Ponte Vecchio features Intel 7, TSMC N7 and N5 processes. It is built using Foveros and EMIB (multi-die interconnect bridge) 2.5D packaging technology. A single Ponte Vecchio features 128 Xe-Cores, 128 Ray Tracing Units and 64 MB and 408 MB of L1 and L2 caches respectively. This GPU is also equipped with up to 128 GB of HBM2e memory and supports industry-latest PCIe Gen5 interface.

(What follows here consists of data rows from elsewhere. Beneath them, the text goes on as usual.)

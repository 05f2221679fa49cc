//! Path parsing
//!
//! Remote arguments have the format: bucket[/key-or-prefix]. Credentials
//! are ambient (SDK default chain), so there is no alias segment.

use crate::error::{Error, Result};

/// A parsed remote path pointing to a bucket location
#[derive(Debug, Clone, PartialEq, Eq)]
pub struct BucketPath {
    /// Bucket name
    pub bucket: String,
    /// Object key or prefix (empty for bucket root)
    pub key: String,
    /// Whether the path ends with a slash (directory semantics)
    pub is_dir: bool,
}

impl BucketPath {
    /// Create a new BucketPath
    pub fn new(bucket: impl Into<String>, key: impl Into<String>) -> Self {
        let key = key.into();
        let is_dir = key.ends_with('/') || key.is_empty();
        Self {
            bucket: bucket.into(),
            key,
            is_dir,
        }
    }

    /// Parse a `bucket[/key]` argument
    pub fn parse(path: &str) -> Result<Self> {
        if path.is_empty() {
            return Err(Error::InvalidPath("Path cannot be empty".into()));
        }

        let (bucket, key) = match path.split_once('/') {
            Some((bucket, key)) => (bucket, key),
            None => (path, ""),
        };

        if bucket.is_empty() {
            return Err(Error::InvalidPath(format!(
                "Bucket name cannot be empty in '{path}'"
            )));
        }
        if !is_valid_bucket_name(bucket) {
            return Err(Error::InvalidPath(format!("Invalid bucket name: {bucket}")));
        }

        Ok(Self::new(bucket, key))
    }

    /// Parse a path that must address exactly one object (non-empty,
    /// non-directory key)
    pub fn parse_object(path: &str) -> Result<Self> {
        let parsed = Self::parse(path)?;
        if parsed.key.is_empty() || parsed.is_dir {
            return Err(Error::InvalidPath(format!(
                "'{path}' does not name an object. Use format: bucket/key"
            )));
        }
        Ok(parsed)
    }

    /// The final path segment of the key (the key itself at bucket root)
    pub fn name(&self) -> &str {
        self.key
            .trim_end_matches('/')
            .rsplit('/')
            .next()
            .unwrap_or(&self.key)
    }

    /// Get the full path as a string (bucket/key)
    pub fn to_full_path(&self) -> String {
        if self.key.is_empty() {
            self.bucket.clone()
        } else {
            format!("{}/{}", self.bucket, self.key)
        }
    }
}

impl std::fmt::Display for BucketPath {
    fn fmt(&self, f: &mut std::fmt::Formatter<'_>) -> std::fmt::Result {
        write!(f, "{}", self.to_full_path())
    }
}

/// Bucket names are lowercase alphanumeric with dots and hyphens
fn is_valid_bucket_name(name: &str) -> bool {
    !name.is_empty()
        && name
            .chars()
            .all(|c| c.is_ascii_lowercase() || c.is_ascii_digit() || c == '-' || c == '.')
}

#[cfg(test)]
mod tests {
    use super::*;

    #[test]
    fn test_parse_bucket_only() {
        let path = BucketPath::parse("my-bucket").unwrap();
        assert_eq!(path.bucket, "my-bucket");
        assert_eq!(path.key, "");
        assert!(path.is_dir);
    }

    #[test]
    fn test_parse_bucket_and_key() {
        let path = BucketPath::parse("my-bucket/dir/file.txt").unwrap();
        assert_eq!(path.bucket, "my-bucket");
        assert_eq!(path.key, "dir/file.txt");
        assert!(!path.is_dir);
    }

    #[test]
    fn test_parse_prefix() {
        let path = BucketPath::parse("my-bucket/dir/").unwrap();
        assert_eq!(path.key, "dir/");
        assert!(path.is_dir);
    }

    #[test]
    fn test_parse_empty() {
        assert!(BucketPath::parse("").is_err());
        assert!(BucketPath::parse("/key").is_err());
    }

    #[test]
    fn test_parse_invalid_bucket_name() {
        assert!(BucketPath::parse("My_Bucket/key").is_err());
    }

    #[test]
    fn test_parse_object() {
        let path = BucketPath::parse_object("my-bucket/file.txt").unwrap();
        assert_eq!(path.key, "file.txt");

        assert!(BucketPath::parse_object("my-bucket").is_err());
        assert!(BucketPath::parse_object("my-bucket/dir/").is_err());
    }

    #[test]
    fn test_name() {
        assert_eq!(BucketPath::parse("b/a/b/c.txt").unwrap().name(), "c.txt");
        assert_eq!(BucketPath::parse("b/a/dir/").unwrap().name(), "dir");
        assert_eq!(BucketPath::parse("b").unwrap().name(), "");
    }

    #[test]
    fn test_display() {
        let path = BucketPath::parse("my-bucket/key/file.txt").unwrap();
        assert_eq!(path.to_string(), "my-bucket/key/file.txt");
        let path = BucketPath::parse("my-bucket").unwrap();
        assert_eq!(path.to_string(), "my-bucket");
    }
}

With Data Parallel C++ (DPC++) Intel is claiming its Ponte Vecchio GPU is 1.4x to 2.5 times faster in some workloads. The company is also disclosing compute figures for ExaSMR OpenMC (Monte Carlo particle transport code) where Intel GPU offers twice the performance and for NekRS (Navier Stokes solver) it’s 1.3 to 1.7x faster.

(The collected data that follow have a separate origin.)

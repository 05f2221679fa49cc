//! bkt-s3: S3 SDK adapter for the bkt bucket CLI
//!
//! The only crate that touches aws-sdk-s3. Implements the ObjectStore
//! trait from bkt-core over any S3-compatible backend.

mod client;

pub use client::S3Store;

This is not the first time Intel has been sharing performance figures for Ponte Vecchio. The launch of this new HPC GPU, however, is long overdue. Ponte Vecchio was meant to debut with Aurora Supercomputer alongside Sapphire Rapids Xeon CPUs, the US first exascale supercomputer. However, this title already belongs to Frontier equipped with AMD 3rd Gen EPYC CPUs and AMD Instinct MI250X GPUs (peak performance of 1.6 Exaflop).
|2022-2023 HPC GPUs|
|VideoCardz.com||NVIDIA H100 SXM||AMD Instinct MI250X OAM||Intel Ponte Vecchio OAM||Intel Rialto Bridge OAM|
|GPU||GH100||Aldebaran (MCM)||Ponte Vecchio (MCM)||Rialto Bridge (MCM)|
|Die Size||814 mm²||2x ~790 mm²||2x 640 mm²||TBC|
|Fabrication Node||TSMC N4||TSMC N6||Intel 7, TSMC N5/N7||Intel 4 (?)|
|GPU Clusters||132 (SMs)||220 (CUs)||128 Xe-Cores||160 Xe-Cores|
|L2 Cache||50MB||32MB||408 MB||TBC|
|Tensor/Matrix Cores||528||2x 440||128||160|
|Memory Bus||5120-bit||8192-bit||8192-bit||8192-bit (?)|
|Memory Size||80 GB HBM3||128GB HBM2e||128GB HBM2e||HBM3|
|Interface/Form Factor||SXM5/PCIe Gen5||OAM/PCIe Gen5||OAM/PCIe Gen5||OAM V2|